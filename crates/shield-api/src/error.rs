//! API error type and [`axum::response::IntoResponse`] implementation.
//!
//! Every terminal failure returns a structured payload —
//! `{"error": <summary>, "detail": <remediation hint>}` — never a bare
//! exception string. Status mapping: auth errors pass through as 401/403, a
//! missing session is 404, defense-service failures are 502 except for
//! unclassified client failures which are 500.

use axum::{
  Json,
  http::StatusCode,
  response::{IntoResponse, Response},
};
use serde_json::json;
use thiserror::Error;

use shield_core::{DefenseError, TurnError};

/// An error returned by an API handler.
#[derive(Debug, Error)]
pub enum ApiError {
  #[error("unauthorized")]
  Unauthorized,

  #[error("forbidden")]
  Forbidden,

  #[error("not found: {0}")]
  NotFound(String),

  #[error("bad request: {0}")]
  BadRequest(String),

  /// The defense service (or its model backend) failed terminally.
  #[error("upstream failure: {hint}")]
  Upstream { hint: String },

  /// An unclassified analysis failure.
  #[error("analysis failure: {hint}")]
  Analysis { hint: String },

  #[error("store error: {0}")]
  Store(#[source] Box<dyn std::error::Error + Send + Sync>),
}

impl From<TurnError> for ApiError {
  fn from(e: TurnError) -> Self {
    match e {
      TurnError::SessionNotFound(id) => {
        ApiError::NotFound(format!("session {id} not found"))
      }
      // Unknown failures are our fault (500); everything else in the
      // taxonomy means the upstream service or backend let us down (502).
      TurnError::Analysis { source: DefenseError::Unknown(_), hint } => {
        ApiError::Analysis { hint }
      }
      TurnError::Analysis { hint, .. } => ApiError::Upstream { hint },
      TurnError::Store(e) => ApiError::Store(e),
    }
  }
}

impl IntoResponse for ApiError {
  fn into_response(self) -> Response {
    let (status, error, detail) = match &self {
      ApiError::Unauthorized => (StatusCode::UNAUTHORIZED, "Unauthorized".to_string(), None),
      ApiError::Forbidden => (StatusCode::FORBIDDEN, "Forbidden".to_string(), None),
      ApiError::NotFound(m) => (StatusCode::NOT_FOUND, m.clone(), None),
      ApiError::BadRequest(m) => (StatusCode::BAD_REQUEST, m.clone(), None),
      ApiError::Upstream { hint } => (
        StatusCode::BAD_GATEWAY,
        "Turn processing failed".to_string(),
        Some(hint.clone()),
      ),
      ApiError::Analysis { hint } => (
        StatusCode::INTERNAL_SERVER_ERROR,
        "Turn processing failed".to_string(),
        Some(hint.clone()),
      ),
      ApiError::Store(e) => (
        StatusCode::INTERNAL_SERVER_ERROR,
        "store error".to_string(),
        Some(e.to_string()),
      ),
    };

    let body = match detail {
      Some(detail) => json!({ "error": error, "detail": detail }),
      None => json!({ "error": error }),
    };
    (status, Json(body)).into_response()
  }
}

· · · ·

Whenever a line of the records holds the string "failures", pick it out and copy it.

### Reply to the task
//! missing session is 404, defense-service failures are 502 except for
//! unclassified client failures which are 500.
      // Unknown failures are our fault (500); everything else in the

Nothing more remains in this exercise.